Thursday, February 28, 2008

Too Good to Be True?

Lured by the promise of instant fresh-baked bread, I tried the "Simply Crust Bread" from Hertzbert and Francois's Artisan Bread in Five Minutes a Day: The Discovery that Revolutionized Home Baking (St. Martin's Press, $27.95). Reading the title takes longer than mixing up the batch!

The Secret is a stash of premixed, prerisen, high-moisture dough in your refrigerator: a vat of it, ready to go at a moment's notice. Well, not quite. I manage to spend an entire week-end on this project. My family got impatient, but in the world of fresh bread, this method is pretty fast, once you get the dough in the fridge.

This recipe yields four pounds of very wet dough, which doesn't require kneading, a time-saver right there. After it's risen, only bake what you need for one meal, and store the rest. (However, it can't go from fridge to oven; allow about an hour for chilled dough to warm to room temperature.)

To make the dough, mix 1 1/2 Tablespoons active dry yeast into 1 1/2 Tablespoons coarse salt into 3 cups lukewarm water.
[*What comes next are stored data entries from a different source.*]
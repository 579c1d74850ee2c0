use serde_json::json;
use std::io::{BufRead, BufReader, Write};
use std::path::PathBuf;
use std::process::{Child, ChildStdin, ChildStdout, Command, Stdio};
use std::time::{SystemTime, UNIX_EPOCH};

fn temp_dir(prefix: &str) -> PathBuf {
    let p = std::env::temp_dir().join(format!(
        "{}-{}",
        prefix,
        SystemTime::now()
            .duration_since(UNIX_EPOCH)
            .expect("clock")
            .as_nanos()
    ));
    std::fs::create_dir_all(&p).expect("create temp dir");
    p
}

fn spawn_sidecar() -> (Child, ChildStdin, BufReader<ChildStdout>) {
    let exe = env!("CARGO_BIN_EXE_rfidd");
    let mut child = Command::new(exe)
        .env_remove("RFIDD_WORKSPACE")
        .stdin(Stdio::piped())
        .stdout(Stdio::piped())
        .stderr(Stdio::null())
        .spawn()
        .expect("spawn rfidd");
    let stdin = child.stdin.take().expect("child stdin");
    let stdout = child.stdout.take().expect("child stdout");
    (child, stdin, BufReader::new(stdout))
}

fn read_response(reader: &mut BufReader<ChildStdout>) -> serde_json::Value {
    let mut line = String::new();
    reader.read_line(&mut line).expect("read response line");
    assert!(!line.trim().is_empty(), "empty response");
    serde_json::from_str(line.trim()).expect("parse response json")
}

fn request(
    stdin: &mut ChildStdin,
    reader: &mut BufReader<ChildStdout>,
    id: &str,
    method: &str,
    params: serde_json::Value,
) -> serde_json::Value {
    let payload = json!({
        "id": id,
        "method": method,
        "params": params,
    });
    writeln!(stdin, "{}", payload).expect("write request");
    stdin.flush().expect("flush request");

    let value = read_response(reader);
    assert_eq!(value.get("id").and_then(|v| v.as_str()), Some(id));
    if value.get("ok").and_then(|v| v.as_bool()) == Some(false) {
        let code = value
            .get("error")
            .and_then(|e| e.get("code"))
            .and_then(|v| v.as_str())
            .unwrap_or("unknown");
        assert_ne!(
            code, "not_implemented",
            "unexpected unknown method for {}",
            method
        );
    }
    value
}

#[test]
fn router_dispatch_smoke_covers_handler_families() {
    let workspace = temp_dir("rfidd-router-smoke");
    let (mut child, mut stdin, mut reader) = spawn_sidecar();

    let health = request(&mut stdin, &mut reader, "1", "health", json!({}));
    assert_eq!(
        health.pointer("/result/version").and_then(|v| v.as_str()),
        Some(env!("CARGO_PKG_VERSION"))
    );
    assert!(health.pointer("/result/workspacePath").unwrap().is_null());

    // Pickers are empty rather than failing before a workspace exists.
    let classes = request(&mut stdin, &mut reader, "2", "classes.list", json!({}));
    assert_eq!(classes.pointer("/result/items"), Some(&json!([])));

    let _ = request(
        &mut stdin,
        &mut reader,
        "3",
        "workspace.select",
        json!({ "path": workspace.to_string_lossy() }),
    );
    for (i, method) in [
        "sections.list",
        "sessions.list",
        "assign.state",
        "assign.close",
    ]
    .iter()
    .enumerate()
    {
        let id = format!("m{}", i);
        let _ = request(&mut stdin, &mut reader, &id, method, json!({}));
    }

    let unknown = {
        writeln!(
            stdin,
            "{}",
            json!({ "id": "u1", "method": "reports.export", "params": {} })
        )
        .expect("write request");
        stdin.flush().expect("flush request");
        read_response(&mut reader)
    };
    assert_eq!(unknown.get("ok").and_then(|v| v.as_bool()), Some(false));
    assert_eq!(
        unknown.pointer("/error/code").and_then(|v| v.as_str()),
        Some("not_implemented")
    );

    writeln!(stdin, "this is not json").expect("write garbage");
    stdin.flush().expect("flush garbage");
    let bad = read_response(&mut reader);
    assert_eq!(
        bad.pointer("/error/code").and_then(|v| v.as_str()),
        Some("bad_json")
    );

    drop(stdin);
    let _ = child.wait();
}
pub mod assign;
pub mod catalog;
pub mod core;
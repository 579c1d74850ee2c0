use super::handlers;
use super::types::{AppState, Request};
use crate::ipc::error::err;

pub fn handle_request(state: &mut AppState, req: Request) -> serde_json::Value {
    if let Some(resp) = handlers::core::try_handle(state, &req) {
        return resp;
    }
    if let Some(resp) = handlers::catalog::try_handle(state, &req) {
        return resp;
    }
    if let Some(resp) = handlers::assign::try_handle(state, &req) {
        return resp;
    }

    tracing::debug!(method = %req.method, "unknown method");
    err(
        &req.id,
        "not_implemented",
        format!("unknown method: {}", req.method),
        None,
    )
}
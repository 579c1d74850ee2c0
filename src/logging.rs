use tracing_subscriber::filter::LevelFilter;
use tracing_subscriber::EnvFilter;

pub const LOG_ENV: &str = "RFIDD_LOG";

/// Logs go to stderr; stdout carries the IPC stream.
pub fn init() {
    let filter = EnvFilter::builder()
        .with_default_directive(LevelFilter::INFO.into())
        .with_env_var(LOG_ENV)
        .from_env_lossy();
    let _ = tracing_subscriber::fmt()
        .with_env_filter(filter)
        .with_writer(std::io::stderr)
        .with_target(false)
        .try_init();
}
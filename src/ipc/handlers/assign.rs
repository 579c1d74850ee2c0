use crate::ipc::error::{get_optional_str, get_required_str, ok, HandlerErr};
use crate::ipc::types::{AppState, Request};
use crate::sequencer::{AssignmentSequencer, OperatorContext, Selection};
use serde_json::json;

fn state_view(ctx: &OperatorContext, seq: &AssignmentSequencer) -> serde_json::Value {
    let cursor = seq.cursor();
    let students: Vec<serde_json::Value> = seq
        .roster()
        .iter()
        .enumerate()
        .map(|(idx, s)| {
            json!({
                "index": idx,
                "id": s.id,
                "name": s.name,
                "roll": s.roll,
                "class": s.class,
                "section": s.section,
                "rfid": s.rfid,
                "assigned": s.assigned,
                "isCurrent": idx == cursor,
            })
        })
        .collect();
    json!({
        "selection": ctx.selection,
        "busy": ctx.is_busy(),
        "cursor": cursor,
        "current": seq.current(),
        "stats": seq.stats(),
        "progressPercent": seq.progress_percent(),
        "codesInUse": seq.assigned_code_count(),
        "students": students,
    })
}

fn notice(state: &AppState, message: String) -> serde_json::Value {
    json!({
        "kind": "success",
        "message": message,
        "dismissAfterMs": state.config.notices.dismiss_after_ms,
    })
}

fn require_selection(state: &AppState) -> Result<(), HandlerErr> {
    if state.ctx.selection.is_none() {
        return Err(HandlerErr::new(
            "no_selection",
            "select class, section and session first",
        ));
    }
    Ok(())
}

fn no_workspace() -> HandlerErr {
    HandlerErr::new("no_workspace", "select a workspace first")
}

fn assign_open(state: &mut AppState, params: &serde_json::Value) -> Result<serde_json::Value, HandlerErr> {
    let selection = Selection {
        class_id: get_required_str(params, "classId")?,
        section_id: get_required_str(params, "sectionId")?,
        session_id: get_required_str(params, "sessionId")?,
    };
    let AppState {
        backend, ctx, sequencer, ..
    } = state;
    let backend = backend.as_mut().ok_or_else(no_workspace)?;

    // A new selection never merges with the old one.
    let mut fresh = AssignmentSequencer::new();
    fresh.open(ctx, backend, selection)?;
    *sequencer = fresh;
    Ok(state_view(ctx, sequencer))
}

fn assign_scan(state: &mut AppState, params: &serde_json::Value) -> Result<serde_json::Value, HandlerErr> {
    require_selection(state)?;
    let code = get_optional_str(params, "code")?.unwrap_or_default();
    let AppState {
        backend, ctx, sequencer, ..
    } = state;
    let backend = backend.as_mut().ok_or_else(no_workspace)?;

    let assigned = sequencer.assign(ctx, backend, &code)?;
    let message = format!("RFID {} assigned to {}", assigned.code, assigned.student.name);
    Ok(json!({
        "studentId": assigned.student.id,
        "index": assigned.index,
        "rfid": assigned.code,
        "notice": notice(state, message),
        "state": state_view(&state.ctx, &state.sequencer),
    }))
}

fn assign_remove(state: &mut AppState, params: &serde_json::Value) -> Result<serde_json::Value, HandlerErr> {
    require_selection(state)?;
    let student_id = get_required_str(params, "studentId")?;
    let requested = get_optional_str(params, "code")?;
    // The card to drop is always the one the roster holds for this student.
    let code = match state.sequencer.find(&student_id) {
        None => {
            return Err(HandlerErr::new("bad_params", "student is not in the current roster")
                .with_details(json!({ "studentId": student_id })))
        }
        Some((_, s)) if s.rfid.is_empty() => {
            return Err(HandlerErr::new("bad_params", "student has no RFID to remove")
                .with_details(json!({ "studentId": student_id })))
        }
        Some((_, s)) => s.rfid.clone(),
    };
    if let Some(requested) = requested.as_deref().map(str::trim).filter(|c| !c.is_empty()) {
        if requested != code {
            return Err(HandlerErr::new(
                "bad_params",
                format!("RFID {} does not belong to this student", requested),
            )
            .with_details(json!({ "studentId": student_id, "rfid": requested })));
        }
    }
    let AppState {
        backend, ctx, sequencer, ..
    } = state;
    let backend = backend.as_mut().ok_or_else(no_workspace)?;

    let removed = sequencer.remove(ctx, backend, &student_id, &code)?;
    let message = format!("RFID {} removed from student", removed.code);
    Ok(json!({
        "studentId": student_id,
        "index": removed.index,
        "rfid": removed.code,
        "notice": notice(state, message),
        "state": state_view(&state.ctx, &state.sequencer),
    }))
}

fn assign_state(state: &mut AppState) -> Result<serde_json::Value, HandlerErr> {
    Ok(state_view(&state.ctx, &state.sequencer))
}

fn assign_close(state: &mut AppState) -> Result<serde_json::Value, HandlerErr> {
    state.clear_selection();
    Ok(json!({ "closed": true }))
}

pub fn try_handle(state: &mut AppState, req: &Request) -> Option<serde_json::Value> {
    let result = match req.method.as_str() {
        "assign.open" => assign_open(state, &req.params),
        "assign.scan" => assign_scan(state, &req.params),
        "assign.remove" => assign_remove(state, &req.params),
        "assign.state" => assign_state(state),
        "assign.close" => assign_close(state),
        _ => return None,
    };
    Some(match result {
        Ok(v) => ok(&req.id, v),
        Err(e) => e.response(&req.id),
    })
}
Then mix in 6 1/2 cups flour. I used bread flour. The dough will be loose and wet.

Cover and let rise, 2 to 5 hours.

You can bake the dough without refrigerating it first, of course, but I got a late start on Saturday, It wasn't risen in time to bake for
Saturday evening supper, so we had cornbread instead.

I shifted everything around in the fridge to make room for four pounds of bread dough and planned to bake it for Sunday night. However, we ended up having a very late dinner, waiting around for dough to warm up enough to bake and then for bread to cool enough to cut.

Several hours before you actually need bread, cut off a hunk of your chilled dough. It should be around a pound; I weighed mine, but I'm like that. The recipe says your hunk should be about the size of a cantaloupe.

Place the dough in a greased bread pan or form into a round loaf and let it rest on a cornmeal-sprinkled pizza peel. The dough's yeast cells need about an hour to wake up from their suspended animation and get the dough ready for baking. Right before you slide it into the oven, dust with flour and slash the top with a serrated knife.

Put a broiler pan in the bottom of the oven. Preheat it, the oven and baking stone, if you're using one, to 450 degrees.

Here's the fun part. As soon as you slide the dough in the oven, pour a cup of water into the broiler pan and shut the door, fast. This steams up the oven and give the bread a hard crust. Bake 30 minutes and cool completely before slicing.

We like this bread alot; it had a great crust, good flavor, and a light texture. It was chewy, and even chewier as leftovers. I baked bread from the fridge vat every few days, and my later efforts had a mild sourdough tang, which was nice.